Granted some frack chemicals are proprietary, meaning if they tell you what these chemicals are they will have to kill you.....but not knowing what they are will probably kill you too.    Now I'm curious, is there FD&C blue in the frack cocktail?  Or Yellow 5 or Red 40?
Maybe frackers don't use Dawn?  Do me a favor, grab a bottle of dish soap, look at the ingredients and see if any are listed in on Frac-Focus. 

And by the way: (Emphasis Added  - my comments in red)
 Mr. Engelder said Range and Chesapeake Energy Corp., both major players in Marcellus, are collaborating with Penn State to solve problems involving hydraulic fracturing.    (Problems???? But TruthinessLand said there were no problems....)
One of the contracts involves the federal government putting up $3 million, which is matched by $2.4 million from industry. 
Mr. Engelder said despite the money flowing to his research, he remains on his nine-month university salary of $109,000. Mr. Engelder has an ownership stake in Appalachian Fracture Systems Inc., a consulting firm that has done work on Marcellus Shale. He said he earned $40,000 from it in 2009.   

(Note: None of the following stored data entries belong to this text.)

use axum::{
    Json,
    extract::{Path, Query, State},
};
use serde::Deserialize;

use crate::AppState;
use crate::handlers::respond::{ApiRejection, conflict, not_found, upstream_error};
use crate::models::order::{CompleteOrderResponse, Order, OrderListResponse, OrderStatus, OrderView};
use crate::services::orders;

#[derive(Debug, Default, Deserialize)]
pub struct OrderListQuery {
    /// Case-insensitive search over order id, user id, phone, and address.
    pub q: Option<String>,
}

pub async fn list_orders(
    State(state): State<AppState>,
    Query(params): Query<OrderListQuery>,
) -> Result<Json<OrderListResponse>, ApiRejection> {
    let all = state.store.fetch_orders().await.map_err(upstream_error)?;

    let matching = orders::filter_orders(&all, params.q.as_deref().unwrap_or(""));
    let views: Vec<OrderView> = matching.into_iter().cloned().map(OrderView::from).collect();

    Ok(Json(OrderListResponse {
        count: views.len(),
        orders: views,
    }))
}

/// Move a pending order to completed. The transition rule is checked on the
/// freshly fetched record before anything is written; the write itself is a
/// full-record replace with only `status` changed. Either step failing
/// aborts the transition.
pub async fn complete_order(
    State(state): State<AppState>,
    Path(id): Path<String>,
) -> Result<Json<CompleteOrderResponse>, ApiRejection> {
    let record = state
        .store
        .fetch_order_raw(&id)
        .await
        .map_err(upstream_error)?
        .ok_or_else(|| not_found("Không tìm thấy đơn hàng."))?;

    let order = Order::from_value(&record)
        .ok_or_else(|| upstream_error(format!("unrecognized order record {id}").into()))?;

    orders::ensure_completable(&order).map_err(|e| conflict(e.to_string()))?;

    let updated = orders::with_status(record, OrderStatus::Completed);
    state
        .store
        .replace_order(&id, &updated)
        .await
        .map_err(upstream_error)?;

    tracing::info!("Order {} moved to completed", id);

    Ok(Json(CompleteOrderResponse {
        id,
        status: OrderStatus::Completed,
        status_label: OrderStatus::Completed.label(),
    }))
}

He said other than that he is not drawing personal income from the industry and he is not a shill.

"I think there is a very important distinction between being an industry spokesperson/apologist and a scientist working very hard to help industry become better at what it does," Mr. Engelder wrote. 

He points to a Philadelphia Inquirer Op-Ed piece he wrote last year taking Cabot Oil & Gas Corp. to task -- as well as environmentalists and academics -- for statements regarding alleged gas migration into water wells in Dimock, Pa., for which homeowners blamed the company.

"Cabot's denials of culpability seem disingenuous," the piece said, "given that other industry leaders have recognized the issue and are working with Penn State to address it.".

Maybe Cabot used too much dish soap?